> _EXERCISE GOAL_:
Nothing past the line containing "use uuid::Uuid;" belongs in the output. Copy exactly every line of the data below from the first up to and including it.

(Collected data)

════════════════

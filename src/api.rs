//! HTTP + WebSocket transport for workers and the conversation boundary.

use std::sync::Arc;

use axum::{
    Json, Router,
    extract::{
        Path, State,
        ws::{Message, WebSocket, WebSocketUpgrade},
    },
    http::{HeaderMap, StatusCode},
    response::{IntoResponse, Response},
    routing::{get, post},
};
use secrecy::ExposeSecret;
use serde::Deserialize;
use serde_json::{Value, json};
use tower_http::cors::CorsLayer;
use tracing::{debug, info, warn};
use uuid::Uuid;

use crate::dispatch::{Role, SignalKind, WorkerSignal};
use crate::dispatcher::Dispatcher;
use crate::error::{Error, ItemError, WorkerError};
use crate::fingerprint::{WorkParameters, WorkerConfig};
use crate::reports::ReportKind;

/// Header carrying the credential issued at first connect.
pub const API_KEY_HEADER: &str = "x-api-key";

/// Header carrying the operator credential.
pub const OPERATOR_KEY_HEADER: &str = "x-operator-key";

/// Application state shared across handlers.
#[derive(Clone)]
pub struct AppState {
    pub dispatcher: Arc<Dispatcher>,
}

type ApiError = (StatusCode, Json<Value>);
type ApiResult<T> = Result<T, ApiError>;

/// Build the router with worker, conversation and event routes.
pub fn dispatch_routes(dispatcher: Arc<Dispatcher>) -> Router {
    let state = AppState { dispatcher };

    Router::new()
        .route("/health", get(health))
        .route("/ws", get(ws_handler))
        .route("/api/workers/{id}/connect", post(connect_worker))
        .route("/api/workers/{id}/disconnect", post(disconnect_worker))
        .route("/api/workers/{id}/poll", post(poll_for_work))
        .route("/api/workers/{id}/signal", post(worker_signal))
        .route("/api/workers/{id}/compliance", post(complete_check))
        .route("/api/chats/{id}", get(get_chat))
        .route("/api/chats/{id}/messages", post(create_message))
        .route("/api/messages/{id}", get(get_message))
        .route("/api/messages/{id}/reports", post(submit_report))
        .route("/api/messages/{id}/cancel", post(cancel_message))
        .layer(CorsLayer::permissive())
        .with_state(state)
}

// ── Errors ──────────────────────────────────────────────────────────────

fn status_for(err: &Error) -> StatusCode {
    match err {
        Error::Item(ItemError::NotFound { .. }) | Error::Worker(WorkerError::Unknown { .. }) => {
            StatusCode::NOT_FOUND
        }
        Error::Worker(WorkerError::Unauthorized { .. }) => StatusCode::UNAUTHORIZED,
        Error::Item(ItemError::InvalidTransition { .. }) => StatusCode::CONFLICT,
        Error::Item(ItemError::ParentMismatch { .. }) | Error::Fingerprint(_) => {
            StatusCode::UNPROCESSABLE_ENTITY
        }
        Error::Config(_) | Error::Database(_) => StatusCode::INTERNAL_SERVER_ERROR,
    }
}

fn api_error(err: impl Into<Error>) -> ApiError {
    let err = err.into();
    let status = status_for(&err);
    if status.is_server_error() {
        warn!(error = %err, "Request failed");
    }
    (status, Json(json!({"error": err.to_string()})))
}

fn bad_request(message: &str) -> ApiError {
    (StatusCode::BAD_REQUEST, Json(json!({"error": message})))
}

fn parse_id(id: &str, what: &str) -> ApiResult<Uuid> {
    Uuid::parse_str(id).map_err(|_| bad_request(&format!("Invalid {what} ID")))
}

/// Require the caller's key to belong to the worker in the path.
async fn authorize(state: &AppState, headers: &HeaderMap, worker_id: &str) -> ApiResult<()> {
    let key = headers
        .get(API_KEY_HEADER)
        .and_then(|v| v.to_str().ok())
        .unwrap_or_default();
    match state.dispatcher.authenticate(key).await {
        Some(owner) if owner == worker_id => Ok(()),
        _ => Err((
            StatusCode::UNAUTHORIZED,
            Json(json!({"error": "Invalid worker credential"})),
        )),
    }
}

/// Require the operator credential. Operator routes stay closed when no
/// credential is configured.
fn authorize_operator(state: &AppState, headers: &HeaderMap) -> ApiResult<()> {
    let Some(expected) = state.dispatcher.config().operator_key.as_ref() else {
        return Err((
            StatusCode::FORBIDDEN,
            Json(json!({"error": "Operator access is not configured"})),
        ));
    };
    let presented = headers
        .get(OPERATOR_KEY_HEADER)
        .and_then(|v| v.to_str().ok());
    if presented != Some(expected.expose_secret()) {
        return Err((
            StatusCode::UNAUTHORIZED,
            Json(json!({"error": "Invalid operator credential"})),
        ));
    }
    Ok(())
}

// ── Health ──────────────────────────────────────────────────────────────

async fn health() -> impl IntoResponse {
    Json(json!({
        "status": "ok",
        "service": "inference-dispatch"
    }))
}

// ── WebSocket ───────────────────────────────────────────────────────────

async fn ws_handler(ws: WebSocketUpgrade, State(state): State<AppState>) -> impl IntoResponse {
    info!("Event stream client connecting");
    ws.on_upgrade(|socket| handle_socket(socket, state.dispatcher))
}

/// Forward item events to the client until it goes away.
async fn handle_socket(mut socket: WebSocket, dispatcher: Arc<Dispatcher>) {
    let mut rx = dispatcher.subscribe();

    loop {
        tokio::select! {
            result = rx.recv() => {
                match result {
                    Ok(event) => {
                        if let Ok(json) = serde_json::to_string(&event) {
                            if socket.send(Message::Text(json.into())).await.is_err() {
                                debug!("Client disconnected during send");
                                break;
                            }
                        }
                    }
                    Err(tokio::sync::broadcast::error::RecvError::Lagged(n)) => {
                        warn!(missed = n, "Event stream client lagged behind broadcast");
                    }
                    Err(tokio::sync::broadcast::error::RecvError::Closed) => {
                        debug!("Broadcast channel closed");
                        break;
                    }
                }
            }

            result = socket.recv() => {
                match result {
                    Some(Ok(Message::Ping(data))) => {
                        if socket.send(Message::Pong(data)).await.is_err() {
                            break;
                        }
                    }
                    Some(Ok(Message::Close(_))) | None => break,
                    Some(Err(e)) => {
                        warn!(error = %e, "WebSocket error");
                        break;
                    }
                    _ => {}
                }
            }
        }
    }

    info!("Event stream connection closed");
}

// ── Workers ─────────────────────────────────────────────────────────────

#[derive(Deserialize)]
struct ConnectRequest {
    #[serde(default)]
    name: Option<String>,
    config: WorkerConfig,
}

async fn connect_worker(
    State(state): State<AppState>,
    Path(id): Path<String>,
    headers: HeaderMap,
    Json(body): Json<ConnectRequest>,
) -> ApiResult<Response> {
    if id.trim().is_empty() {
        return Err(bad_request("Invalid worker ID"));
    }
    let name = body.name.unwrap_or_else(|| id.clone());
    let api_key = headers.get(API_KEY_HEADER).and_then(|v| v.to_str().ok());
    let registered = state
        .dispatcher
        .connect_worker(&id, &name, body.config, api_key)
        .await
        .map_err(api_error)?;
    Ok(Json(registered).into_response())
}

async fn disconnect_worker(
    State(state): State<AppState>,
    Path(id): Path<String>,
    headers: HeaderMap,
) -> ApiResult<Response> {
    authorize(&state, &headers, &id).await?;
    let outcome = state
        .dispatcher
        .disconnect_worker(&id)
        .await
        .map_err(api_error)?;
    Ok(Json(json!({
        "status": "disconnected",
        "released_item": outcome.map(|o| o.item_id()),
    }))
    .into_response())
}

async fn poll_for_work(
    State(state): State<AppState>,
    Path(id): Path<String>,
    headers: HeaderMap,
) -> ApiResult<Response> {
    authorize(&state, &headers, &id).await?;
    match state.dispatcher.poll_for_work(&id).await.map_err(api_error)? {
        Some(assignment) => Ok(Json(assignment).into_response()),
        None => Ok(StatusCode::NO_CONTENT.into_response()),
    }
}

#[derive(Deserialize)]
struct SignalRequest {
    item_id: Uuid,
    #[serde(flatten)]
    kind: SignalKind,
}

async fn worker_signal(
    State(state): State<AppState>,
    Path(id): Path<String>,
    headers: HeaderMap,
    Json(body): Json<SignalRequest>,
) -> ApiResult<Response> {
    authorize(&state, &headers, &id).await?;
    let read = state
        .dispatcher
        .apply_signal(WorkerSignal {
            item_id: body.item_id,
            worker_id: id,
            kind: body.kind,
        })
        .await
        .map_err(api_error)?;
    Ok(Json(read).into_response())
}

#[derive(Deserialize)]
struct ComplianceRequest {
    passed: bool,
}

async fn complete_check(
    State(state): State<AppState>,
    Path(id): Path<String>,
    headers: HeaderMap,
    Json(body): Json<ComplianceRequest>,
) -> ApiResult<Response> {
    authorize_operator(&state, &headers)?;
    let worker = state
        .dispatcher
        .complete_check(&id, body.passed)
        .await
        .map_err(api_error)?;
    Ok(Json(worker).into_response())
}

// ── Conversations ───────────────────────────────────────────────────────

#[derive(Deserialize)]
struct CreateMessageRequest {
    #[serde(default)]
    parent_id: Option<Uuid>,
    role: Role,
    /// Already-produced text (a user turn). Mutually exclusive with
    /// `work_parameters`.
    #[serde(default)]
    content: Option<String>,
    #[serde(default)]
    work_parameters: Option<WorkParameters>,
}

async fn create_message(
    State(state): State<AppState>,
    Path(id): Path<String>,
    Json(body): Json<CreateMessageRequest>,
) -> ApiResult<Response> {
    let chat_id = parse_id(&id, "chat")?;
    let item = match (body.content, body.work_parameters) {
        (Some(content), None) => state
            .dispatcher
            .record_message(chat_id, body.parent_id, body.role, content)
            .await,
        (None, Some(params)) => state
            .dispatcher
            .create_item(chat_id, body.parent_id, body.role, params)
            .await,
        _ => {
            return Err(bad_request(
                "Exactly one of content or work_parameters is required",
            ));
        }
    }
    .map_err(api_error)?;

    let read = state.dispatcher.message(item.id).await.map_err(api_error)?;
    Ok((StatusCode::CREATED, Json(read)).into_response())
}

async fn get_chat(State(state): State<AppState>, Path(id): Path<String>) -> ApiResult<Response> {
    let chat_id = parse_id(&id, "chat")?;
    match state.dispatcher.conversation(chat_id).await {
        Some(chat) => Ok(Json(chat).into_response()),
        None => Err((
            StatusCode::NOT_FOUND,
            Json(json!({"error": "Chat not found"})),
        )),
    }
}

async fn get_message(State(state): State<AppState>, Path(id): Path<String>) -> ApiResult<Response> {
    let message_id = parse_id(&id, "message")?;
    let read = state.dispatcher.message(message_id).await.map_err(api_error)?;
    Ok(Json(read).into_response())
}

#[derive(Deserialize)]
struct ReportRequest {
    report_type: ReportKind,
    #[serde(default)]
    reason: String,
}

async fn submit_report(
    State(state): State<AppState>,
    Path(id): Path<String>,
    Json(body): Json<ReportRequest>,
) -> ApiResult<Response> {
    let message_id = parse_id(&id, "message")?;
    let outcome = state
        .dispatcher
        .submit_report(message_id, body.report_type, &body.reason)
        .await
        .map_err(api_error)?;
    Ok((StatusCode::CREATED, Json(outcome)).into_response())
}

async fn cancel_message(
    State(state): State<AppState>,
    Path(id): Path<String>,
) -> ApiResult<Response> {
    let message_id = parse_id(&id, "message")?;
    let read = state.dispatcher.cancel(message_id).await.map_err(api_error)?;
    Ok(Json(read).into_response())
}

#[cfg(test)]
mod tests {
    use super::*;
    use crate::error::FingerprintError;

    #[test]
    fn errors_map_to_status_codes() {
        let not_found = Error::Item(ItemError::NotFound { id: Uuid::nil() });
        assert_eq!(status_for(&not_found), StatusCode::NOT_FOUND);

        let unknown = Error::Worker(WorkerError::Unknown { id: "w".into() });
        assert_eq!(status_for(&unknown), StatusCode::NOT_FOUND);

        let rejected = Error::Worker(WorkerError::Unauthorized { id: "w".into() });
        assert_eq!(status_for(&rejected), StatusCode::UNAUTHORIZED);

        let conflict = Error::Item(ItemError::InvalidTransition {
            id: Uuid::nil(),
            state: "complete".into(),
            signal: "complete".into(),
        });
        assert_eq!(status_for(&conflict), StatusCode::CONFLICT);

        let invalid = Error::Fingerprint(FingerprintError::InvalidConfiguration {
            field: "model_id".into(),
            reason: "empty".into(),
        });
        assert_eq!(status_for(&invalid), StatusCode::UNPROCESSABLE_ENTITY);
    }

    #[test]
    fn error_body_carries_message() {
        let (status, Json(body)) = api_error(ItemError::NotFound { id: Uuid::nil() });
        assert_eq!(status, StatusCode::NOT_FOUND);
        assert!(body["error"].as_str().unwrap().contains("not found"));
    }
}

════════════════

> _SOLUTION FOR THIS PROBLEM_:
filename src/api.rs
//! HTTP + WebSocket transport for workers and the conversation boundary.

use std::sync::Arc;

use axum::{
    Json, Router,
    extract::{
        Path, State,
        ws::{Message, WebSocket, WebSocketUpgrade},
    },
    http::{HeaderMap, StatusCode},
    response::{IntoResponse, Response},
    routing::{get, post},
};
use secrecy::ExposeSecret;
use serde::Deserialize;
use serde_json::{Value, json};
use tower_http::cors::CorsLayer;
use tracing::{debug, info, warn};
use uuid::Uuid;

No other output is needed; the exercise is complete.